Como un flan. Los momentos antes del parto son una montaña rusa de sensaciones que uno no sabe ni cómo explicar. Pero, a pesar de todos los miedos, ves por primera vez los ojos de tu hija que miran al horizonte buscando a esa madre que le dio la vida. "Todo irá bien, pequeña". Los que hemos sido padres sabemos que es la frase más repetida en esos momentos donde nervios e ilusión se entrelazan como sus manos con las tuyas.
Una vida que las promete felices. Vas viéndola crecer y cómo sus metas, que son tuyas y de su madre, las va consiguiendo. O no, pero ahí estás tú para levantarla si el asunto se tuerce. Faltaría más. Una guardería satisfactoria, con sus bocados y arañazos lógicos; un colegio rodeado de amigos y amigas que, por las tardes, dan vida a su alma. Las primeras salidas sola con su pandilla por los alrededores de la casa con un paquete de chuches en la mano. Su Primera Comunión vestida de blanco radiante con la foto familiar que no falla. El calendario que pasa tan deprisa.
La vida no es más que ir quemando etapas y dejar huella entre los que te acompañan o se topan en tu camino. Huella que sea como la bota en el barro después de un fuerte aguacero: que quede marcada para siempre cuando el sol lo seque y recuerde tu paso por ahí. Esa misma huella que dejó impronta en el carácter de tu hija. Esa huella…

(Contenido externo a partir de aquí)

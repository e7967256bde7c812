//! Directory port resolving bearer tokens to caller profiles.

use crate::access::{BearerToken, ErrorKind};
use crate::identity::domain::{UserId, UserProfile};
use crate::identity::services::TokenError;
use async_trait::async_trait;
use std::sync::Arc;
use thiserror::Error;

/// Result type for directory operations.
pub type DirectoryResult<T> = Result<T, DirectoryError>;

/// Caller identity resolution contract.
///
/// Every service hop resolves the forwarded token independently through
/// this port; there is deliberately no cross-hop cache.
#[async_trait]
pub trait IdentityDirectory: Send + Sync {
    /// Resolves a bearer token to the caller's profile.
    ///
    /// # Errors
    ///
    /// Returns [`DirectoryError::InvalidToken`] when verification fails and
    /// [`DirectoryError::UnknownSubject`] when the token's subject has no
    /// profile.
    async fn resolve_profile(&self, token: &BearerToken) -> DirectoryResult<UserProfile>;

    /// Lists every known profile.
    async fn list_profiles(&self) -> DirectoryResult<Vec<UserProfile>>;
}

/// Errors returned by identity directory implementations.
#[derive(Debug, Clone, Error)]
pub enum DirectoryError {
    /// The token failed signature or expiry verification.
    #[error("token verification failed: {0}")]
    InvalidToken(#[from] TokenError),

    /// The token verified but its subject has no profile.
    #[error("no profile for subject: {0}")]
    UnknownSubject(UserId),

    /// Persistence-layer failure.
    #[error("persistence error: {0}")]
    Persistence(Arc<dyn std::error::Error + Send + Sync>),
}

impl DirectoryError {
    /// Wraps a persistence error.
    #[must_use]
    pub fn persistence(err: impl std::error::Error + Send + Sync + 'static) -> Self {
        Self::Persistence(Arc::new(err))
    }

    /// Maps the failure onto the shared error taxonomy.
    #[must_use]
    pub const fn kind(&self) -> ErrorKind {
        match self {
            Self::InvalidToken(_) | Self::UnknownSubject(_) => ErrorKind::Unauthenticated,
            Self::Persistence(_) => ErrorKind::DependencyUnavailable,
        }
    }
}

Y llega la adolescencia. La etapa más compleja en la que ningún adulto es capaz de dar con la tecla porque nos faltan herramientas. Y calle, mucha calle. Aquella niña que salía por primera vez con sus amigos del cole prefiere escapar de su zona de confort y dar rienda suelta a esa rebeldía tan propia de la edad. La que -casi- todos hemos sacado fuera alguna vez, simplemente por ir contra lo establecido, bien en casa, bien en el instituto, bien con tu gente. Nuevas amistades, nuevos caminos, nuevas experiencias… Y nuevos miedos. Miedos para unos padres que se han desvivido y que ahora no pegan ojo en un continuo estado de alarma porque la edad lo exige.
Pero aquel día frío las llaves no sonaron en el cerrojo, ni hubo bronca por llegar tarde, olor a tabaco o a alcohol. Ojalá hubiera sido así y que todo hubiera quedado en un castigo más, en un fin de semana menos en la calle, entre caras largas y encierros eternos sobre una cama sin hacer en un dormitorio lleno de pósters y fotos con colegas. El tiempo se paró para Antonio del Castillo y Eva Casanueva un 24 de enero de 2009 en la calle Argantonio, del barrio de León XIII de Sevilla.
Quince años después, la pesadilla continúa y el dolor se eterniza por los continuos varapalos judiciales que sólo hacen alargar un sufrimiento inhumano tan innecesario. No poder despedir a tu hija debe ser terrible. Los hijos estamos preparados para dar el último adiós a nuestros padres, pero nunca para el de un hijo o hija. En este caso, ni eso. Y no voy a entrar en valoraciones contra la justicia ni los jueces de este país, pues no me corresponde. Y el periodismo a veces peca de ello. No tenemos la razón universal. Pero entiendo a esa familia.
La familia de Marta del Castillo bien merece que, de una vez por todas, las estructuras del Estado puedan dar carpetazo, de una santa vez, a un dolor que comienza a ser insufrible, para ellos, para todos. No es justo todo lo que han tenido que aguantar: tantas máquinas excavadoras yendo de un lado para otro sin resultado; aguantando declaraciones veletas de un preso caprichoso que, quién sabe por qué, cambiaba de opinión como de camiseta. Qué injusta es la vida y qué cruel está siendo con este humilde matrimonio y sus familiares destrozados desde aquella fatídica noche de enero de 2009.
Entre amnistías, máquinas del fango, renovación del CGPJ y elecciones en Francia, que nadie se olvide que Antonio del Castillo y Eva Casanueva siguen a la espera de que Marta del Castillo vuelva a casa por última vez, con el sueño de poder despedirla para siempre y respirar algo más tranquilos, porque el puñal sigue clavado bien hondo. Ya basta.